» **Assignment**:
In the entries that follow, the first line to write out is the one containing "ancestors, nearest first", and the last is the one containing "pub fn new(repository: &'a". Reproduce that stretch exactly, with nothing before or after it.

▶

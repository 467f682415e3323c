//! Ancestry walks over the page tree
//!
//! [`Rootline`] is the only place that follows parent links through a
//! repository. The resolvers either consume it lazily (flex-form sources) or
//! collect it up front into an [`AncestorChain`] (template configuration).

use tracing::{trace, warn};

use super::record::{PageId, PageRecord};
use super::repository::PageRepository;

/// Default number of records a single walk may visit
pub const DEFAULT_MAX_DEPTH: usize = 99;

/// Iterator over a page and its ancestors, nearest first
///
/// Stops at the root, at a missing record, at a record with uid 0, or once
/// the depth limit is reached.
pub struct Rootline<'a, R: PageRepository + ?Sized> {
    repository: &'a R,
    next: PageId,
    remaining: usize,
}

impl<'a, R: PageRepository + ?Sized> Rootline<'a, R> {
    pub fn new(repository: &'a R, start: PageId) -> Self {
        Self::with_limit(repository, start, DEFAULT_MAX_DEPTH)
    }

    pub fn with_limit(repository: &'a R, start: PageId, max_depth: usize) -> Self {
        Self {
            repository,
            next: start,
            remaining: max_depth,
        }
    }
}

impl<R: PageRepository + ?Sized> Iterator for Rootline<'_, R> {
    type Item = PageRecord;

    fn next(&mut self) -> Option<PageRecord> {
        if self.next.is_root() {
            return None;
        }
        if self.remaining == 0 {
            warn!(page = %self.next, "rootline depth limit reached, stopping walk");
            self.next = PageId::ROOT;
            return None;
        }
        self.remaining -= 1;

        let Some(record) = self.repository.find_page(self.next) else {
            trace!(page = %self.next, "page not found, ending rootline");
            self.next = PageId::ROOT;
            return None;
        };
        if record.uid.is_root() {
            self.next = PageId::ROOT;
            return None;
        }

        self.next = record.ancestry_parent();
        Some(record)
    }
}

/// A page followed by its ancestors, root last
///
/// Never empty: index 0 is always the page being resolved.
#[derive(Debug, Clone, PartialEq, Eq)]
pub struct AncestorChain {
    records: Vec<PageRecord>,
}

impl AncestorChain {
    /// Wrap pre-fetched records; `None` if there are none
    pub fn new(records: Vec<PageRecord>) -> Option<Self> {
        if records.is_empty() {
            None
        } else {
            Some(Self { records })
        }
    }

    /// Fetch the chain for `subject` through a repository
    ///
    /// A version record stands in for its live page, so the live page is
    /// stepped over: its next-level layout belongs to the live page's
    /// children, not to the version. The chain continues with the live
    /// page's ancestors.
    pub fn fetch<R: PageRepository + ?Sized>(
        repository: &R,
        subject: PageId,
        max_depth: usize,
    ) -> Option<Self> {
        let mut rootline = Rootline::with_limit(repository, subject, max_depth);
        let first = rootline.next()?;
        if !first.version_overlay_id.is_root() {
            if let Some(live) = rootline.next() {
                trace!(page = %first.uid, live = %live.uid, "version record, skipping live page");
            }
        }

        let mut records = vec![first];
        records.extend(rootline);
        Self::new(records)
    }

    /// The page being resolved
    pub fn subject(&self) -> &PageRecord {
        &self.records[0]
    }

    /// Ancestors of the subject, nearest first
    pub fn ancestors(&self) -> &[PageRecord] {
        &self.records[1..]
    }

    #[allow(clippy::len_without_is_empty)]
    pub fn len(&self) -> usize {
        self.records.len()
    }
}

◀
▶

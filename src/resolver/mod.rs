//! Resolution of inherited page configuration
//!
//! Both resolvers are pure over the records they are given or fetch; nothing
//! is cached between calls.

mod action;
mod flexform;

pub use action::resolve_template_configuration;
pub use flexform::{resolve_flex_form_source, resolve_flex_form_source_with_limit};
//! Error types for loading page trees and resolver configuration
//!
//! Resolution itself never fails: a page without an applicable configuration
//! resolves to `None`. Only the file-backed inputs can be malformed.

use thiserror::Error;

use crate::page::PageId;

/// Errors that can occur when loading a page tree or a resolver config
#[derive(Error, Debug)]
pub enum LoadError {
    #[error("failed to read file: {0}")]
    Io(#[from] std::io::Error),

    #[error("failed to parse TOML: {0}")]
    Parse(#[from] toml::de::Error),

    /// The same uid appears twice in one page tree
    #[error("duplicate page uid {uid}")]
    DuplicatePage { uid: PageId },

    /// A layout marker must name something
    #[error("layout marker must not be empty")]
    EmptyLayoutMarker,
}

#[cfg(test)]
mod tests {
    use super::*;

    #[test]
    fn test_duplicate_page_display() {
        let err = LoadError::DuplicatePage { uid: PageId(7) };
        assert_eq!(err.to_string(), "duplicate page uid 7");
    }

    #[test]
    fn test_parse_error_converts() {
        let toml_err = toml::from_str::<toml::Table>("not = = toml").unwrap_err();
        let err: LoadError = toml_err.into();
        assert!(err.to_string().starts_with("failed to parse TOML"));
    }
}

◀
▶

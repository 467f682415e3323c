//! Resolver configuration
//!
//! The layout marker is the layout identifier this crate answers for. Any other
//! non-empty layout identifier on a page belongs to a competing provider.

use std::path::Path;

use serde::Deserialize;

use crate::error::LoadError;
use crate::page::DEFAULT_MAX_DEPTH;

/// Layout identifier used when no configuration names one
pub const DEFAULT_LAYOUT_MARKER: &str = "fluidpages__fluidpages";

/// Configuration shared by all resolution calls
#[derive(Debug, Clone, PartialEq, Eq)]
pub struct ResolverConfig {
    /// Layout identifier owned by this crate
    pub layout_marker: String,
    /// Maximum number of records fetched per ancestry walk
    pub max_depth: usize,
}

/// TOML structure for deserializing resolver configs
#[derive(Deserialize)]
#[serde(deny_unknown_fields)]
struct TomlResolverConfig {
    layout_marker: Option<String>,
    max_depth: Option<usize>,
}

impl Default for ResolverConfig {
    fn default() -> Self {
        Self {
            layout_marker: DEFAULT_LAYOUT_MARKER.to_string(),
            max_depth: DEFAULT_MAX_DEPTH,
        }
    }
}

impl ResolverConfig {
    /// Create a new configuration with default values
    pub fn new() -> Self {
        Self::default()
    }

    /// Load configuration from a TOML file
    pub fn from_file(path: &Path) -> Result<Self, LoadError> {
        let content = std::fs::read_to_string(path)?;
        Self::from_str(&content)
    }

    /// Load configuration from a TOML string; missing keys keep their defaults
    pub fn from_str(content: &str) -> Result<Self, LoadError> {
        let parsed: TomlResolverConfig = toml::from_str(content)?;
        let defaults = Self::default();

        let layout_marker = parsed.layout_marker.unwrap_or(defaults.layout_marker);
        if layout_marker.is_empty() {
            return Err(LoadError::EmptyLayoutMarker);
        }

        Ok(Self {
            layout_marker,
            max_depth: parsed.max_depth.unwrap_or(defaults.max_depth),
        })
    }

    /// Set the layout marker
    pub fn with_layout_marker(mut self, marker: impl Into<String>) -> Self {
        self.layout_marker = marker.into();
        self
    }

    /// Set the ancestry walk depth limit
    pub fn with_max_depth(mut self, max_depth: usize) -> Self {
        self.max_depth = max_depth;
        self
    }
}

◀

» **Answer space**:
/// Iterator over a page and its ancestors, nearest first
///
/// Stops at the root, at a missing record, at a record with uid 0, or once
/// the depth limit is reached.
pub struct Rootline<'a, R: PageRepository + ?Sized> {
    repository: &'a R,
    next: PageId,
    remaining: usize,
}

impl<'a, R: PageRepository + ?Sized> Rootline<'a, R> {
    pub fn new(repository: &'a R, start: PageId) -> Self {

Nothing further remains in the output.